EXERCISE PROMPT ->
Among the entries below, take the line with "assert_eq!(reader.read_opt_bytes().unwrap(), None);" and the line with "let mut reader = WireReader::new(&[2]);", and output them and every line between them exactly, with nothing else.

[INPUT DATA Boundary: Start]

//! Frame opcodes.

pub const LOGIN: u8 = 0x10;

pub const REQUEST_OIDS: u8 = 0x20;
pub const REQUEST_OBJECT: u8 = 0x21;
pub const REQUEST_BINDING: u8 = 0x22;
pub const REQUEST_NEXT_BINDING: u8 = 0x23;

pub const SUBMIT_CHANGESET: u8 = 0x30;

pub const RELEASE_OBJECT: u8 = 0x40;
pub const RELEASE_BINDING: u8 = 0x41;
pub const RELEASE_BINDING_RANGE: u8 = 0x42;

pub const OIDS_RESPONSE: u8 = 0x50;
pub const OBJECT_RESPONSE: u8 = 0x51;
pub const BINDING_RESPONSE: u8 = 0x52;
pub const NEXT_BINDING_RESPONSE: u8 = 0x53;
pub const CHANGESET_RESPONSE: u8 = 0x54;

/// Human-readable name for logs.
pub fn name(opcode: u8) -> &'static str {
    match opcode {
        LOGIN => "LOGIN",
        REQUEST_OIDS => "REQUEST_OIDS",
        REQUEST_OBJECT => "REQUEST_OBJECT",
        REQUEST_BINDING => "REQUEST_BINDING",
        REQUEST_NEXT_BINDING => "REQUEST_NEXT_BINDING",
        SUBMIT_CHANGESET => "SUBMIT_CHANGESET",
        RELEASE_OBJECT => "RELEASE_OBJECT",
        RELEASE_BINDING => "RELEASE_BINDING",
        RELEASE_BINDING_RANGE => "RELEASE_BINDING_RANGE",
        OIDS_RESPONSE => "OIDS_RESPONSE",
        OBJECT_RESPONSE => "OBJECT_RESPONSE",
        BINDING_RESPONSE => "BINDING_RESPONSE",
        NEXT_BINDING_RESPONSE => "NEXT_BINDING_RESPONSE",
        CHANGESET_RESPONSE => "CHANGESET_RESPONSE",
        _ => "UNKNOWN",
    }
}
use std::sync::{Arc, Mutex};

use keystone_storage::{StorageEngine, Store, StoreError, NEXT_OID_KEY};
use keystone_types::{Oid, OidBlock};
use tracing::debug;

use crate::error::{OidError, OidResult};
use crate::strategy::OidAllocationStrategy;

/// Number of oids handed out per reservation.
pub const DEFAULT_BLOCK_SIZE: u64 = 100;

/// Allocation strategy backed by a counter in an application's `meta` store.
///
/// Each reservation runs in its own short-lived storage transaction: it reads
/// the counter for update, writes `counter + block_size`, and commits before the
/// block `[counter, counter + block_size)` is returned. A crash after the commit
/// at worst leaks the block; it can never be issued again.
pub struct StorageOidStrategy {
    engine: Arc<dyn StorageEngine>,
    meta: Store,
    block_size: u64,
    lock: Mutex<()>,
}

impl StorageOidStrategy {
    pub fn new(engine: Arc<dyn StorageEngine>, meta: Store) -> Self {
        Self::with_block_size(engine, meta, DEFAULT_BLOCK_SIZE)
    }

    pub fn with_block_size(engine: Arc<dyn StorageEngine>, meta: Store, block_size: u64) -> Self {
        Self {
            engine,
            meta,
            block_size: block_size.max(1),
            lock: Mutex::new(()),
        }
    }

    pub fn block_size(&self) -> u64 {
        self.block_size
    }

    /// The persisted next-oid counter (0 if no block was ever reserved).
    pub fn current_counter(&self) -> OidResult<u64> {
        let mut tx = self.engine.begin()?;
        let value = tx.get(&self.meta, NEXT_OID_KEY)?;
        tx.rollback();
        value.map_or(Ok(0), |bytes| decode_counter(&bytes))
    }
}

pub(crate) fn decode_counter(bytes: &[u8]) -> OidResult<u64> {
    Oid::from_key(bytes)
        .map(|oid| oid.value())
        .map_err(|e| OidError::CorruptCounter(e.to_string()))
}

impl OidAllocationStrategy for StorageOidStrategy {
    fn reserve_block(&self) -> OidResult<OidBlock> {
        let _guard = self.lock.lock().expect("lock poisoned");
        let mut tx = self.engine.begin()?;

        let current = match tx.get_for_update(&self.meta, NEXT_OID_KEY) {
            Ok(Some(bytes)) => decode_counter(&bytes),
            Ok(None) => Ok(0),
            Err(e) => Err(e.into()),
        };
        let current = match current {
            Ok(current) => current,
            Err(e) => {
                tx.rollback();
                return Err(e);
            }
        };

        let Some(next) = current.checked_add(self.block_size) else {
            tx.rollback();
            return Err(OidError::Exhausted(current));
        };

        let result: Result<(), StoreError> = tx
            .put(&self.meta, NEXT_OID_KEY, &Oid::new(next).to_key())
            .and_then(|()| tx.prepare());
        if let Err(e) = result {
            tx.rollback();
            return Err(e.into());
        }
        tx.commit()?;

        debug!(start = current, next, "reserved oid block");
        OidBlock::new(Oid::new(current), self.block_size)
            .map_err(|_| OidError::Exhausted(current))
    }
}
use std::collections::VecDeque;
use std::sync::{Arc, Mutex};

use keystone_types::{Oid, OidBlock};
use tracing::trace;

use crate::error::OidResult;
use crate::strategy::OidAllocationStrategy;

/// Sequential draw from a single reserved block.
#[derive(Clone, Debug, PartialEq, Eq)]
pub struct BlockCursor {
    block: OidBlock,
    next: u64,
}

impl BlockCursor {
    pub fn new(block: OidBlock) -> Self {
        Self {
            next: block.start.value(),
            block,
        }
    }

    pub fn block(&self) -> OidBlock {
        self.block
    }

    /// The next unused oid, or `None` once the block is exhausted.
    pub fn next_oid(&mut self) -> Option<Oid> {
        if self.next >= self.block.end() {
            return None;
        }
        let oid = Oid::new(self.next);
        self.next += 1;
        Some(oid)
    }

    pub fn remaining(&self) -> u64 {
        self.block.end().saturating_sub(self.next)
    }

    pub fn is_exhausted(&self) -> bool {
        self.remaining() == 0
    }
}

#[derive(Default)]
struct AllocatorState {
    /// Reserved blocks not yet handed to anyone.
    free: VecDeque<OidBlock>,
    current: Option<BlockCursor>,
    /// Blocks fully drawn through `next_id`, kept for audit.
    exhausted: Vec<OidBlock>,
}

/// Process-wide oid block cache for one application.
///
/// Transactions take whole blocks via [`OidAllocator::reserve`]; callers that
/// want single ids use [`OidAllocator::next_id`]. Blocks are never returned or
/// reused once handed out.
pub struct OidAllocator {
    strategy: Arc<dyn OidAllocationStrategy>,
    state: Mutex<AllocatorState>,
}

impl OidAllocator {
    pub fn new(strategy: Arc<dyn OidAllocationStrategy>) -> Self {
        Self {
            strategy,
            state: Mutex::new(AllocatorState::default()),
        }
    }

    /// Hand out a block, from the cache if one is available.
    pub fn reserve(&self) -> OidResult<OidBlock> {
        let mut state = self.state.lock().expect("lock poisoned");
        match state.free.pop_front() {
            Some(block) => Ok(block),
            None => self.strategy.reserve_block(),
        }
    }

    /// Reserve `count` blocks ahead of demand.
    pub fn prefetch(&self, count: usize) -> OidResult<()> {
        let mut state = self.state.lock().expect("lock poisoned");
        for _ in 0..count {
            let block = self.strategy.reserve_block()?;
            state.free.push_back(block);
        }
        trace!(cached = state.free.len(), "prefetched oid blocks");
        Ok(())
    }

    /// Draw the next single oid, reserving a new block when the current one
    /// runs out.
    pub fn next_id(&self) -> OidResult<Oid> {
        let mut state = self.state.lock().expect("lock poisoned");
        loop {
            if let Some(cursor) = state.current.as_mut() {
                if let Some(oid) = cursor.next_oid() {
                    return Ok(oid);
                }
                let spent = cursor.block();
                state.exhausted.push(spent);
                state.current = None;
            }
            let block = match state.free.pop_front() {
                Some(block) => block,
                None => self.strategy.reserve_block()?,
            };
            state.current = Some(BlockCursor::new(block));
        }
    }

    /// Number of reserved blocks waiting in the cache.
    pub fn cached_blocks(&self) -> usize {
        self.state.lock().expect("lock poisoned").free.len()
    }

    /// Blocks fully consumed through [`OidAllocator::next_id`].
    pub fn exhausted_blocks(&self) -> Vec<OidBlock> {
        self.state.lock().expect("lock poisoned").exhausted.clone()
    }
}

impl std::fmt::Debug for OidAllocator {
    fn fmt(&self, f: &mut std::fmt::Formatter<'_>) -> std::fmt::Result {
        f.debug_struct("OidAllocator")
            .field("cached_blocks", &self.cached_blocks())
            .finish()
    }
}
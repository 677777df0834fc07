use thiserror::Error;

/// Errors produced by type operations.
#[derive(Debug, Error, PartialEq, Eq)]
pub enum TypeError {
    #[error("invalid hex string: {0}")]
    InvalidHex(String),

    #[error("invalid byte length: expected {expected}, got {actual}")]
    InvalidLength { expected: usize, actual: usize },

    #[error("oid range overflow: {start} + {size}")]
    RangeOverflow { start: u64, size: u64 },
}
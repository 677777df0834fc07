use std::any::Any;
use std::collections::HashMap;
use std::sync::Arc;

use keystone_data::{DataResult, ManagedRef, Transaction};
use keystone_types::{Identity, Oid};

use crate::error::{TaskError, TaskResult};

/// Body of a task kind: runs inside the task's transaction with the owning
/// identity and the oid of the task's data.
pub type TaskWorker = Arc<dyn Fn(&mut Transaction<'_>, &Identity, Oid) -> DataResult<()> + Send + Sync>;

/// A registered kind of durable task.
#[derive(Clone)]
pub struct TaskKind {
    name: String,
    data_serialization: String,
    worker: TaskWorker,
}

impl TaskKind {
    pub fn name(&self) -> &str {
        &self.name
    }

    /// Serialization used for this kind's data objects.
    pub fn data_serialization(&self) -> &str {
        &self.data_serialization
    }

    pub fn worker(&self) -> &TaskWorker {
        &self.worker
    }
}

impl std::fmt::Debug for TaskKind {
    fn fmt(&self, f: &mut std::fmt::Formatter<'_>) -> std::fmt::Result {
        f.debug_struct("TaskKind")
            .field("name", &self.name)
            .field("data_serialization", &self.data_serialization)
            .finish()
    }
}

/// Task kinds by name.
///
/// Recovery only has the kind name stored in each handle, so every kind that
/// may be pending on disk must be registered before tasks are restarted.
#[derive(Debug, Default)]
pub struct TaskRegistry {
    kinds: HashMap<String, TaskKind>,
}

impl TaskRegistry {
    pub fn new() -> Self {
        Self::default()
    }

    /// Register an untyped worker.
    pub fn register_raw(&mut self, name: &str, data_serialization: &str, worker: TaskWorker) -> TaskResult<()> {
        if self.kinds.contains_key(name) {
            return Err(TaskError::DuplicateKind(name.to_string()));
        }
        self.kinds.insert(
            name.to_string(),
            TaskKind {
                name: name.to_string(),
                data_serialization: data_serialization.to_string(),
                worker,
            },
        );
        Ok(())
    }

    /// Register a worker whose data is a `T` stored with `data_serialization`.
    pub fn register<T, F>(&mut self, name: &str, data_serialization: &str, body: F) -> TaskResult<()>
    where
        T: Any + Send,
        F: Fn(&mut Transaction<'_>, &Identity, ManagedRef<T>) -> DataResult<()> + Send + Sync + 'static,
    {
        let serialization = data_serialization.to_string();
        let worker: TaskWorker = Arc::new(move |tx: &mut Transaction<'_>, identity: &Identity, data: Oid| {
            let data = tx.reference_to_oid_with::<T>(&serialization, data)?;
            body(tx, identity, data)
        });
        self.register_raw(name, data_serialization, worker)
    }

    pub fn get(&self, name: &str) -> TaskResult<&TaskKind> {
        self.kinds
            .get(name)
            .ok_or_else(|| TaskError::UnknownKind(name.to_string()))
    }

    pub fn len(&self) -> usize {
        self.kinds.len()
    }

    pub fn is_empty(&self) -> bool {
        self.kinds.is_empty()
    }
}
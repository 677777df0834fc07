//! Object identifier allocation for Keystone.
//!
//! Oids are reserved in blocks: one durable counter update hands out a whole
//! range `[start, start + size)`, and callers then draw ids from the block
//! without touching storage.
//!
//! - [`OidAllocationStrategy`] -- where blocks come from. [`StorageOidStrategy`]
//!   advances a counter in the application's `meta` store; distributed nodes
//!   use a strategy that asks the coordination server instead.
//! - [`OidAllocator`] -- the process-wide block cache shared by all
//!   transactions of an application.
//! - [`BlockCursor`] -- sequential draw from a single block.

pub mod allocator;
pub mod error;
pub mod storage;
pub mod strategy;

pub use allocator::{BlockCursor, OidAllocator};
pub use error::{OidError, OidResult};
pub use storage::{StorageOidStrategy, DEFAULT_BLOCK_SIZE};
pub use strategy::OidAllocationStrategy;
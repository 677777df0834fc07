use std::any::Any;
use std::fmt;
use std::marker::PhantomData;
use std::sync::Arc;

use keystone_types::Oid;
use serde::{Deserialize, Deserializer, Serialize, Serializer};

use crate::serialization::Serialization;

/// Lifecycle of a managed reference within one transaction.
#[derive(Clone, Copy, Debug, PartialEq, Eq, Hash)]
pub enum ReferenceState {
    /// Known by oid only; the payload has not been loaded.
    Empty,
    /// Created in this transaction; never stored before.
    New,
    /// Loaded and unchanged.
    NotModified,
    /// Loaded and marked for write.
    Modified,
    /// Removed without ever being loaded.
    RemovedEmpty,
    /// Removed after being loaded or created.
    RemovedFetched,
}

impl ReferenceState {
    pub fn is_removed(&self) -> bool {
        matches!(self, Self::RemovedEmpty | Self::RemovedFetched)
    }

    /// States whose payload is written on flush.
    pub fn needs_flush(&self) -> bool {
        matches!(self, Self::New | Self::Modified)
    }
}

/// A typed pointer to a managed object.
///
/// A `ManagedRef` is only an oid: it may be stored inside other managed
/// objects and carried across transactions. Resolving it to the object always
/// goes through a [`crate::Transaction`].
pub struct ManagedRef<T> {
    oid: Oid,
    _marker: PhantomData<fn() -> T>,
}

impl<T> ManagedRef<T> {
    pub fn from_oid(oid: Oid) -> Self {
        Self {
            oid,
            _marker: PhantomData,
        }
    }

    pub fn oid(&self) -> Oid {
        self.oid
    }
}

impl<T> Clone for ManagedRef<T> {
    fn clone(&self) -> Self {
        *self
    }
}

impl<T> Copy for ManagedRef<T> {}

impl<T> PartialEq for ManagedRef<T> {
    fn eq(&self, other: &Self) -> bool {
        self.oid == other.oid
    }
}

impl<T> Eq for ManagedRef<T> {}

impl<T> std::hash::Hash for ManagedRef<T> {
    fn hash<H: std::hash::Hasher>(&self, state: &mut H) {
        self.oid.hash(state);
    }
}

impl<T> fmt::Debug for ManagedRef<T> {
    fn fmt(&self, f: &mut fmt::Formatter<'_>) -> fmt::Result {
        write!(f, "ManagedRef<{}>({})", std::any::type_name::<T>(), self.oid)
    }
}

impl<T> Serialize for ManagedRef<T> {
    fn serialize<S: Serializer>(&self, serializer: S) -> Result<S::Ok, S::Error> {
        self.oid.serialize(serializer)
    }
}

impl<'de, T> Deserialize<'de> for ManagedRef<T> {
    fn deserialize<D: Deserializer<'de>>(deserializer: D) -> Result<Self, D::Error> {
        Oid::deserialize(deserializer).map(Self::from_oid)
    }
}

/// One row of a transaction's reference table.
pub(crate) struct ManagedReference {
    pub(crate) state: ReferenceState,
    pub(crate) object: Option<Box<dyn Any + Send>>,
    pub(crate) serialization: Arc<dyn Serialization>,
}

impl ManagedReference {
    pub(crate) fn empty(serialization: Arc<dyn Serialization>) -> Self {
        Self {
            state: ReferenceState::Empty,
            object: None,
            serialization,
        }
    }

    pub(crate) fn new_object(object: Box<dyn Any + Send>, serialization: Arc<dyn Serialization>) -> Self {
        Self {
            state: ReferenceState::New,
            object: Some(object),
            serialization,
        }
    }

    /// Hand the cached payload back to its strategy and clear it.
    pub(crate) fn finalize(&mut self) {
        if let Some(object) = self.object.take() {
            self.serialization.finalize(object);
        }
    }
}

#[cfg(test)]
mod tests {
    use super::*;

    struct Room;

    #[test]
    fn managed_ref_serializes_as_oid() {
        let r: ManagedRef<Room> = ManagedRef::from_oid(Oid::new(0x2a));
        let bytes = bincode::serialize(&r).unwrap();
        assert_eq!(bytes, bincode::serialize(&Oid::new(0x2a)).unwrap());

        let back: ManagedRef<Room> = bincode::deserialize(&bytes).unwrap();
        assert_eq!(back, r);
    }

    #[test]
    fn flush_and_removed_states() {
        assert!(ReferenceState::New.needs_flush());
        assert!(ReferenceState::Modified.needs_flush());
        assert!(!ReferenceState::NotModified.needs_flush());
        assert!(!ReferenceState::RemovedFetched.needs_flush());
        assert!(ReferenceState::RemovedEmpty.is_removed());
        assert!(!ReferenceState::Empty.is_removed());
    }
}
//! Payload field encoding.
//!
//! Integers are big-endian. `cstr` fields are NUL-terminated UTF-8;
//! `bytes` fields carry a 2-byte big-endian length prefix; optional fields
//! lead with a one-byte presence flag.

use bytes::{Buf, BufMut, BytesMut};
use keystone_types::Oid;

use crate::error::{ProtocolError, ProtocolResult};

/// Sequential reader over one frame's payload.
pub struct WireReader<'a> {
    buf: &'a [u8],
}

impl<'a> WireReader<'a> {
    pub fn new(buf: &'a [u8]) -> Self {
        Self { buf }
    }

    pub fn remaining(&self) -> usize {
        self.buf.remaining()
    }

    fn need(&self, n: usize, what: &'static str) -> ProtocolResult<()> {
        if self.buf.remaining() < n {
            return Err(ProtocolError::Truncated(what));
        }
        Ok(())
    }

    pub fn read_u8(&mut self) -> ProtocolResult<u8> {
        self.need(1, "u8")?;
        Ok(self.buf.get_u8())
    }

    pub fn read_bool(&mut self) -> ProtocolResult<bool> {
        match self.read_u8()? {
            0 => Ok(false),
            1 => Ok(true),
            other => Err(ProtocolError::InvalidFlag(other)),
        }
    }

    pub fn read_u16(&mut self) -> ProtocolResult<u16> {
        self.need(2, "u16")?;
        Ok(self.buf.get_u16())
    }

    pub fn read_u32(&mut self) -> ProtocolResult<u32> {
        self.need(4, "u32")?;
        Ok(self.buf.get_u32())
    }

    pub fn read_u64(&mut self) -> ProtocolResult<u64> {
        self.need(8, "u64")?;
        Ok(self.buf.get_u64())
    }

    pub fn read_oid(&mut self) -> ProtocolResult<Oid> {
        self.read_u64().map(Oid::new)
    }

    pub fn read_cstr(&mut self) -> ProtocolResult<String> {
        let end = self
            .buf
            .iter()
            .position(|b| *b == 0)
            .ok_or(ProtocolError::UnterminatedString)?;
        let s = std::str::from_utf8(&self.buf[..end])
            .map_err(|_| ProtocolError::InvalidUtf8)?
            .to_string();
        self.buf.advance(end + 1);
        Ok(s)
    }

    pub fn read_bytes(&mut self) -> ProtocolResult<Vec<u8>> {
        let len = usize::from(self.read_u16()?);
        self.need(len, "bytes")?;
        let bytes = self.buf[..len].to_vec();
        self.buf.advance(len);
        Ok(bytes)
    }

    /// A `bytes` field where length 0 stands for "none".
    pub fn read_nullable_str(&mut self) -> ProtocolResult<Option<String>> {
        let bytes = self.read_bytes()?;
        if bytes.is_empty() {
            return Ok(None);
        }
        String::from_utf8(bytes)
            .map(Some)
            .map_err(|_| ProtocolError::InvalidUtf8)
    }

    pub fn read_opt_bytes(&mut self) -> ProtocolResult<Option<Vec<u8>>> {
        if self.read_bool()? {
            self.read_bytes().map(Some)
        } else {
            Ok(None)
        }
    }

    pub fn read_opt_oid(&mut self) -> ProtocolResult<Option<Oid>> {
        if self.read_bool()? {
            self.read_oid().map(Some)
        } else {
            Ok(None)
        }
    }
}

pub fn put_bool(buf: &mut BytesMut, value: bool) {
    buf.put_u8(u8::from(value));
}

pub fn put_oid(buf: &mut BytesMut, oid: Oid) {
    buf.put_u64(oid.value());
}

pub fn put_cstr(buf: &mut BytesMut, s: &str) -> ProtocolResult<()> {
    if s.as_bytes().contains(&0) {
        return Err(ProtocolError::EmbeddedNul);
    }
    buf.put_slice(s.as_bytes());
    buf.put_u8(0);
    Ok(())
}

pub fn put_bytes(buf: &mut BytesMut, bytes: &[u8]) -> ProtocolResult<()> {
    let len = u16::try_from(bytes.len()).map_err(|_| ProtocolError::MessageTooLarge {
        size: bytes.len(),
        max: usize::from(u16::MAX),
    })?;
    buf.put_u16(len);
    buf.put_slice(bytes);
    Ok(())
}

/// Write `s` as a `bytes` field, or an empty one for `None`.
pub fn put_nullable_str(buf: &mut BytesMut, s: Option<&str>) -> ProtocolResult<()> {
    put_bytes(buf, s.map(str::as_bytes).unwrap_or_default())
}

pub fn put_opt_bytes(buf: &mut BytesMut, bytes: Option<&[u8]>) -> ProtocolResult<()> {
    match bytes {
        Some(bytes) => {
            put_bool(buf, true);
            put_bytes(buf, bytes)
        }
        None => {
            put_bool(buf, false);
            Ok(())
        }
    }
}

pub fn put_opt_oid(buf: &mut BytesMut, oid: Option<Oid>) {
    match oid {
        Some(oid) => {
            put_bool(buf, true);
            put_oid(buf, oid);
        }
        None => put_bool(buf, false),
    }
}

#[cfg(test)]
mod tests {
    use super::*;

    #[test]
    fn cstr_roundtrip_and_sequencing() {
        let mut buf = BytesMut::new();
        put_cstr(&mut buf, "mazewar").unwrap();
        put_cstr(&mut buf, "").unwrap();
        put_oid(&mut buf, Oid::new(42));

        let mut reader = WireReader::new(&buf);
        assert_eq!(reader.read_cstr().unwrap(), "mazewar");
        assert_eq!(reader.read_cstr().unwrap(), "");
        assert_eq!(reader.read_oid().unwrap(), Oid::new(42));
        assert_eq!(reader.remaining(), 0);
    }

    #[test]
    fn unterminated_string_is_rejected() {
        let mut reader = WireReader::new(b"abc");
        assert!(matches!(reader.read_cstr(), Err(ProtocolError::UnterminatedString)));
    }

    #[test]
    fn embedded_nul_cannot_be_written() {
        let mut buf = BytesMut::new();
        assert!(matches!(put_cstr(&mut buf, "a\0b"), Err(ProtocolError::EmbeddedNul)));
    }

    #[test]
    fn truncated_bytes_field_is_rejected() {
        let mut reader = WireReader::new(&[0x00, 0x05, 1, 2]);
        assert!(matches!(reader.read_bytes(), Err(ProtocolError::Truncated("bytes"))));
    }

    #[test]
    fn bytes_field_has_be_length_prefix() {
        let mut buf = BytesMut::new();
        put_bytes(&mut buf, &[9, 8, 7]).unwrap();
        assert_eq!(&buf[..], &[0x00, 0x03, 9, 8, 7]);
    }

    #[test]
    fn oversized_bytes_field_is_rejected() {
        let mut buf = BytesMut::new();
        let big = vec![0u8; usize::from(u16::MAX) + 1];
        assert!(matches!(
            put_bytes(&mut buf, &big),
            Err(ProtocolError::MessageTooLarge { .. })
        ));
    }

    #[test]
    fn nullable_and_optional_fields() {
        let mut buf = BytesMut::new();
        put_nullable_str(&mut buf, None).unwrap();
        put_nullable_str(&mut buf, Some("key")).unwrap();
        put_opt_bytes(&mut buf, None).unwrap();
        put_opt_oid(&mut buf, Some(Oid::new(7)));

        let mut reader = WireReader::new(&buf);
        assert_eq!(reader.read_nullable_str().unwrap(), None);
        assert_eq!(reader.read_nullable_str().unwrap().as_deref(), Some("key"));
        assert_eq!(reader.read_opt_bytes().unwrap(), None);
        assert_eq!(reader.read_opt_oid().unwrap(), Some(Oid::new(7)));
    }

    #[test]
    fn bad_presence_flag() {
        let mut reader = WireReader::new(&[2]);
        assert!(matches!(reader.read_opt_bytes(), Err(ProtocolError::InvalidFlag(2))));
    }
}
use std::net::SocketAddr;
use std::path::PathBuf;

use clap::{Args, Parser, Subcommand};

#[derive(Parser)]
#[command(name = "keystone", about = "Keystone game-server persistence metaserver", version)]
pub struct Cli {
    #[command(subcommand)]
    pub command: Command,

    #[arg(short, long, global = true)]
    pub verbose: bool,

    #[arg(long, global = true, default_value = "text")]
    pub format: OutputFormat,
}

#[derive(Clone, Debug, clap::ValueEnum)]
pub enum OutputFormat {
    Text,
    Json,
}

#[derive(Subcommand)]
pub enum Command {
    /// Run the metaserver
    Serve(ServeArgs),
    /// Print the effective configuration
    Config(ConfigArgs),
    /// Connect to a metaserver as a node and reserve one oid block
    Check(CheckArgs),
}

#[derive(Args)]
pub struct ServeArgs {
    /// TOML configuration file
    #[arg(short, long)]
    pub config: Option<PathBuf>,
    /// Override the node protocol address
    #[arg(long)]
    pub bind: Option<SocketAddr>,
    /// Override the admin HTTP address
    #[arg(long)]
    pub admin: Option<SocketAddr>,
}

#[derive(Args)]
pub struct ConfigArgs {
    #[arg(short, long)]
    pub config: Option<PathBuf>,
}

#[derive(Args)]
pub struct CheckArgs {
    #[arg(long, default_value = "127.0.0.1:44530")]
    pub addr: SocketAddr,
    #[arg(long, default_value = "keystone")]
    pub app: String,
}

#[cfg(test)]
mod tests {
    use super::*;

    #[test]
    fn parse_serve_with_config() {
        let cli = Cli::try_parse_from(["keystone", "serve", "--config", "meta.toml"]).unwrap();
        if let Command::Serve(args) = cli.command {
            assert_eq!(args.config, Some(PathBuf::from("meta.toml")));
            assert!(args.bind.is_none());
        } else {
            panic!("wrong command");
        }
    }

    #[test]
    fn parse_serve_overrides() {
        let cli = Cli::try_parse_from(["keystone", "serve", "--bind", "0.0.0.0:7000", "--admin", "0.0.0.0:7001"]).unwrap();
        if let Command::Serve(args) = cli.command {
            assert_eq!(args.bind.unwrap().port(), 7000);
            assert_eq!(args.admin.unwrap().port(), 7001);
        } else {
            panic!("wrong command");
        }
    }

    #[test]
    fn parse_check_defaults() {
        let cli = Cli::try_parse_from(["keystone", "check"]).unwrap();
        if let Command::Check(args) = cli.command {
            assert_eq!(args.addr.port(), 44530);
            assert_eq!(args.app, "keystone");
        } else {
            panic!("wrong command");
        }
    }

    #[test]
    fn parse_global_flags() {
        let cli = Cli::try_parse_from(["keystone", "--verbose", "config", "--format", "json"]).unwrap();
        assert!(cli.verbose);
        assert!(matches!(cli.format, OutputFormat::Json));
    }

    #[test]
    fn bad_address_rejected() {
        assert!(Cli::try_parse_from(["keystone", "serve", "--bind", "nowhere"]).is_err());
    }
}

[INPUT DATA Boundary: End]

SOLVED PROBLEM ->
        assert_eq!(reader.read_opt_bytes().unwrap(), None);
        assert_eq!(reader.read_opt_oid().unwrap(), Some(Oid::new(7)));
    }

    #[test]
    fn bad_presence_flag() {
        let mut reader = WireReader::new(&[2]);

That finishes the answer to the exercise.